In the mean time: We can add explanatory and apologetic language to the PERSON table documentation, explaining that gender_concept_id is wrongly named and really should be sex_concept_id, but otherwise it is all working.
Again, we don’t have a problem with the content. We have a problem with naming. Functionally, a variable or table field name is a memory address pointer for the processor. It means nothing. So, if we can live with having to apologize while we are working on a new version we are just fine.
Thanks for this update. In fact, gender identity now has much clearer coding options and sex is still considered to be biological sex by journals, by the NIH, and others).
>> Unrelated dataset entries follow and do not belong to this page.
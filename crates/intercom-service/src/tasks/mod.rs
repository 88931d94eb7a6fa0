//! Background tasks for the intercom service.
//!
//! # Tasks
//!
//! - `session_sweeper` - Session liveness recomputation and expiry
//! - `bridge_status` - Logs bridge endpoints with failed transports

pub mod bridge_status;
pub mod session_sweeper;

pub use bridge_status::start_bridge_status_poller;
pub use session_sweeper::start_session_sweeper;
//! Identifier newtypes shared by the broker and its test utilities.
//!
//! All ids are v4 UUIDs on the wire (`#[serde(transparent)]`), so they parse
//! directly out of axum path segments and JSON bodies.

use serde::{Deserialize, Serialize};
use std::fmt;
use std::str::FromStr;
use uuid::Uuid;

macro_rules! uuid_id {
    ($(#[$meta:meta])* $name:ident) => {
        $(#[$meta])*
        #[derive(Debug, Clone, Copy, PartialEq, Eq, Hash, PartialOrd, Ord, Serialize, Deserialize)]
        #[serde(transparent)]
        pub struct $name(pub Uuid);

        impl $name {
            /// Create a new random id.
            #[must_use]
            pub fn new() -> Self {
                Self(Uuid::new_v4())
            }
        }

        impl Default for $name {
            fn default() -> Self {
                Self::new()
            }
        }

        impl fmt::Display for $name {
            fn fmt(&self, f: &mut fmt::Formatter<'_>) -> fmt::Result {
                self.0.fmt(f)
            }
        }

        impl FromStr for $name {
            type Err = uuid::Error;

            fn from_str(s: &str) -> Result<Self, Self::Err> {
                Uuid::parse_str(s).map(Self)
            }
        }
    };
}

uuid_id!(
    /// Unique identifier for a production.
    ProductionId
);

uuid_id!(
    /// Identifier for a line, unique within its production.
    LineId
);

uuid_id!(
    /// Opaque user session token. Doubles as the bridge endpoint id.
    SessionId
);
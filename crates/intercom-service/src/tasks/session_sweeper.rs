//! Session sweeper background task.
//!
//! Recomputes session liveness on a fixed interval, reaps expired sessions,
//! releases their bridge endpoints and wakes participant long-polls when the
//! picture changed.
//!
//! # Graceful Shutdown
//!
//! The task exits when the cancellation token is triggered.

use crate::observability::metrics;
use crate::services::Orchestrator;
use std::sync::Arc;
use std::time::Duration;
use tokio::time::Instant;
use tokio_util::sync::CancellationToken;
use tracing::{debug, info, instrument};

/// Start the session sweeper.
///
/// # Arguments
///
/// * `orchestrator` - Owner of the directory and bridge to sweep
/// * `interval` - Time between sweeps
/// * `cancel_token` - Token for graceful shutdown
#[instrument(skip_all, name = "intercom.task.session_sweeper")]
pub async fn start_session_sweeper(
    orchestrator: Arc<Orchestrator>,
    interval: Duration,
    cancel_token: CancellationToken,
) {
    info!(
        target: "intercom.task.session_sweeper",
        interval_ms = interval.as_millis() as u64,
        "Starting session sweeper task"
    );

    let mut ticker = tokio::time::interval(interval);

    loop {
        tokio::select! {
            _ = ticker.tick() => {
                let report = orchestrator.sweep_sessions(Instant::now());
                metrics::set_session_counts(
                    report.counts.active,
                    report.counts.inactive,
                    report.counts.expired,
                );
                if !report.reaped.is_empty() {
                    metrics::record_sessions_reaped(report.reaped.len());
                }
                if report.notified {
                    debug!(
                        target: "intercom.task.session_sweeper",
                        active = report.counts.active,
                        inactive = report.counts.inactive,
                        reaped = report.reaped.len(),
                        "Session picture changed"
                    );
                }
            }
            _ = cancel_token.cancelled() => {
                info!(
                    target: "intercom.task.session_sweeper",
                    "Session sweeper received shutdown signal, exiting"
                );
                break;
            }
        }
    }

    info!(target: "intercom.task.session_sweeper", "Session sweeper stopped");
}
I’d cast a vote for sex (adding intersex as a code) and gender, although gender could be an observation, as we code it now at our site. Gender identity can be fluid in a small number of people.
As an ETL’er this is not always possible, as both fields may be in the demographics section, which does not have timestamps attached to them, at least not in the EHR that we use.
I see no way to change this that does not cause pain to someone, somewhere.